UAA scopes can be assigned to groups, individual users, or clients.

The scopes in the token sent by a user or client describes which operations that user or client is permissioned to perform. Scopes are described in greater detail here.

In the context of BOSH UAA, the scopes described on this page are supported. BOSH UAA can also a specific set of scopes called BOSH Teams for more granular permissions management.

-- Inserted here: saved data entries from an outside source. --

use crate::depcheck::DependencyProbe;
use arsenal_core::models::{LaunchOutcome, ToolKind, ToolRecord};
use arsenal_core::{AppError, AppResult, ResultExt};
use std::path::Path;
use std::process::Command;

/// A fully resolved program invocation. Pure data, unit-testable without
/// touching the OS.
#[derive(Debug, Clone, PartialEq, Eq)]
pub struct CommandSpec {
    pub program: String,
    pub args: Vec<String>,
}

/// Maps a record to the program and arguments that launch it. `Url`,
/// `Folder` and `Placeholder` have no direct command; the dispatcher handles
/// them before any spawn.
pub fn build_command(record: &ToolRecord) -> AppResult<CommandSpec> {
    let extra = record.split_args();
    let spec = match record.kind {
        ToolKind::Java8 | ToolKind::Java11 | ToolKind::Java8Gui | ToolKind::Java11Gui => {
            let mut args = vec!["-jar".to_string(), record.path.clone()];
            args.extend(extra);
            CommandSpec {
                program: "java".to_string(),
                args,
            }
        }
        ToolKind::Python => {
            let mut args = vec![record.path.clone()];
            args.extend(extra);
            CommandSpec {
                program: "python".to_string(),
                args,
            }
        }
        ToolKind::Powershell => {
            let mut args = vec![
                "-ExecutionPolicy".to_string(),
                "Bypass".to_string(),
                "-File".to_string(),
                record.path.clone(),
            ];
            args.extend(extra);
            CommandSpec {
                program: "powershell".to_string(),
                args,
            }
        }
        ToolKind::Batch => batch_command(record),
        ToolKind::Exe => CommandSpec {
            program: record.path.clone(),
            args: extra,
        },
        ToolKind::Url | ToolKind::Folder | ToolKind::Placeholder => {
            return Err(
                AppError::new("kind_not_spawnable", "该类型不通过命令行启动")
                    .with_context("kind", record.kind.as_str()),
            );
        }
    };
    Ok(spec)
}

fn batch_command(record: &ToolRecord) -> CommandSpec {
    if cfg!(windows) {
        let mut args = vec!["/C".to_string(), record.path.clone()];
        args.extend(record.split_args());
        CommandSpec {
            program: "cmd".to_string(),
            args,
        }
    } else {
        let mut line = record.path.clone();
        let extra = record.args.trim();
        if !extra.is_empty() {
            line.push(' ');
            line.push_str(extra);
        }
        CommandSpec {
            program: "sh".to_string(),
            args: vec!["-c".to_string(), line],
        }
    }
}

/// Hands a url or folder off to the desktop environment. A trait so tests
/// can observe the hand-off without launching anything.
pub trait TargetOpener: Send + Sync {
    fn open(&self, target: &str) -> AppResult<()>;
}

/// Shells out to the platform's default handler: `cmd /C start` on Windows,
/// `open` on macOS, `xdg-open` elsewhere.
pub struct SystemOpener;

impl TargetOpener for SystemOpener {
    fn open(&self, target: &str) -> AppResult<()> {
        let mut command = if cfg!(windows) {
            let mut command = Command::new("cmd");
            command.args(["/C", "start", "", target]);
            command
        } else if cfg!(target_os = "macos") {
            let mut command = Command::new("open");
            command.arg(target);
            command
        } else {
            let mut command = Command::new("xdg-open");
            command.arg(target);
            command
        };

        command
            .spawn()
            .with_code("open_handler_failed", "调用系统默认程序失败")
            .with_ctx("target", target)
            .map(|_child| ())
    }
}

/// Launches one record. `probe` is consulted only for Python tools and only
/// when `dependency_check` is set; after a successful install the caller
/// re-dispatches with the check disabled. `opener` handles the kinds that go
/// to the desktop environment instead of a spawned process.
pub fn dispatch(
    record: &ToolRecord,
    dependency_check: bool,
    probe: &dyn DependencyProbe,
    opener: &dyn TargetOpener,
) -> AppResult<LaunchOutcome> {
    match record.kind {
        ToolKind::Placeholder => {
            Err(AppError::new("placeholder_not_launchable", "占位工具无法启动")
                .with_context("tool", record.name.clone()))
        }
        ToolKind::Url => {
            opener.open(&record.path)?;
            tracing::info!(event = "url_opened", tool = record.name, url = record.path);
            Ok(LaunchOutcome::Opened)
        }
        ToolKind::Folder => {
            if !Path::new(&record.path).is_dir() {
                return Err(AppError::new("folder_not_found", "文件夹不存在")
                    .with_context("path", record.path.clone()));
            }
            opener.open(&record.path)?;
            tracing::info!(event = "folder_opened", tool = record.name, path = record.path);
            Ok(LaunchOutcome::Opened)
        }
        ToolKind::Python if dependency_check => {
            if let Some(target) = probe.check(record)? {
                return Ok(LaunchOutcome::InstallRequired { target });
            }
            spawn_command(record)
        }
        _ => spawn_command(record),
    }
}

fn spawn_command(record: &ToolRecord) -> AppResult<LaunchOutcome> {
    let spec = build_command(record)?;
    let mut command = Command::new(&spec.program);
    command.args(&spec.args);
    if let Some(parent) = Path::new(&record.path).parent() {
        if parent.is_dir() {
            command.current_dir(parent);
        }
    }

    let child = command
        .spawn()
        .with_code("launch_spawn_failed", "启动工具失败")
        .with_ctx("tool", record.name.clone())
        .with_ctx("program", spec.program.clone())?;
    let pid = child.id();
    tracing::info!(
        event = "tool_launched",
        tool = record.name,
        program = spec.program,
        pid
    );
    Ok(LaunchOutcome::Spawned { pid })
}

#[cfg(test)]
#[path = "../tests/launcher/dispatch_tests.rs"]
mod tests;
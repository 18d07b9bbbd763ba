pub mod depcheck;
pub mod dispatch;
pub mod installer;
pub mod search;
pub mod service;

pub use depcheck::{DependencyProbe, StderrProbe};
pub use dispatch::{CommandSpec, SystemOpener, TargetOpener, build_command, dispatch};
pub use installer::PipInstaller;
pub use search::{SEARCH_DEBOUNCE_WINDOW, SearchWorker, search_tools};
pub use service::LauncherService;
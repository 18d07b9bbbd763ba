use crate::models::{InstallTarget, ToolRecord};
use arsenal_protocol::AppError;
use std::sync::Arc;

/// Everything a worker reports back to the interaction thread. Workers never
/// touch presentation state; the owner applies these sequentially.
#[derive(Debug, Clone)]
pub enum LauncherEvent {
    Launched {
        tool_id: String,
        pid: Option<u32>,
    },
    LaunchFailed {
        tool_id: String,
        error: AppError,
    },
    InstallRequired {
        record: ToolRecord,
        target: InstallTarget,
    },
    InstallProgress {
        tool_id: String,
        line: String,
    },
    InstallFinished {
        tool_id: String,
        ok: bool,
        detail: String,
    },
    SearchFinished {
        query: String,
        hits: Vec<SearchHit>,
    },
    ProcessExited {
        name: String,
        pid: u32,
    },
}

/// One scored search result. `score` is zero when the query was empty and
/// the whole collection was returned unscored.
#[derive(Debug, Clone, PartialEq, Eq)]
pub struct SearchHit {
    pub record: ToolRecord,
    pub score: i64,
}

pub type EventSink = Arc<dyn Fn(LauncherEvent) + Send + Sync>;

/// Sink that drops every event. Useful for tests and detached workers.
pub fn noop_sink() -> EventSink {
    Arc::new(|_event| {})
}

You can inspect the scopes granted to a client:

uaac client get <CLIENT ID>

Full Admin

Scopes:

  • bosh.admin: user has admin access on any Director integrated with the UAA instance
  • bosh.<DIRECTOR-UUID>.admin: user has admin access on the Director with the corresponding UUID

Can use all commands on all deployments.


Full Read-only

Scopes:

  • bosh.read: user has read access on any Director integrated with the UAA instance
  • bosh.<DIRECTOR-UUID>.read: user has read access on the Director with the corresponding UUID

Cannot modify any resource.

Can access in read-only capacity:

  • bosh deployments: list of all deployments and releases/stemcells used
  • bosh releases: list of all releases and their versions
  • bosh stemcells: list of all stemcells and their versions
  • bosh vms: list of all VMs which includes job names, IPs, vitals, details, etc.
  • bosh tasks: list of all tasks summaries which includes task descriptions without access to debug logs

Stemcell uploader

Note

This feature is available with bosh-release v261.2+.

Scopes:

  • bosh.stemcells.upload: user can upload new stemcells

Note that CLI will try to list stemcells before uploading given stemcell, hence bosh upload stemcell CLI command requires users/clients to have bosh.read scope as well.


Release uploader

Note

This feature is available with bosh-release v261.2+.

Scopes:

  • bosh.releases.upload: user can upload new releases

Note that CLI will try to list releases before uploading given release, hence bosh upload release CLI command requires users/clients to have bosh.read scope as well.


Anonymous

Users with no UAA scopes are considered anonymous.

Can access:

  • bosh status: show general information about targeted Director (authentication is not required)

Errors

HTTP 401: Not authorized: '/deployments' requires one of the scopes: bosh.admin, bosh.UUID.admin, bosh.read, bosh.UUID.read

This error occurs if the user doesn't have the right scopes for the requested command.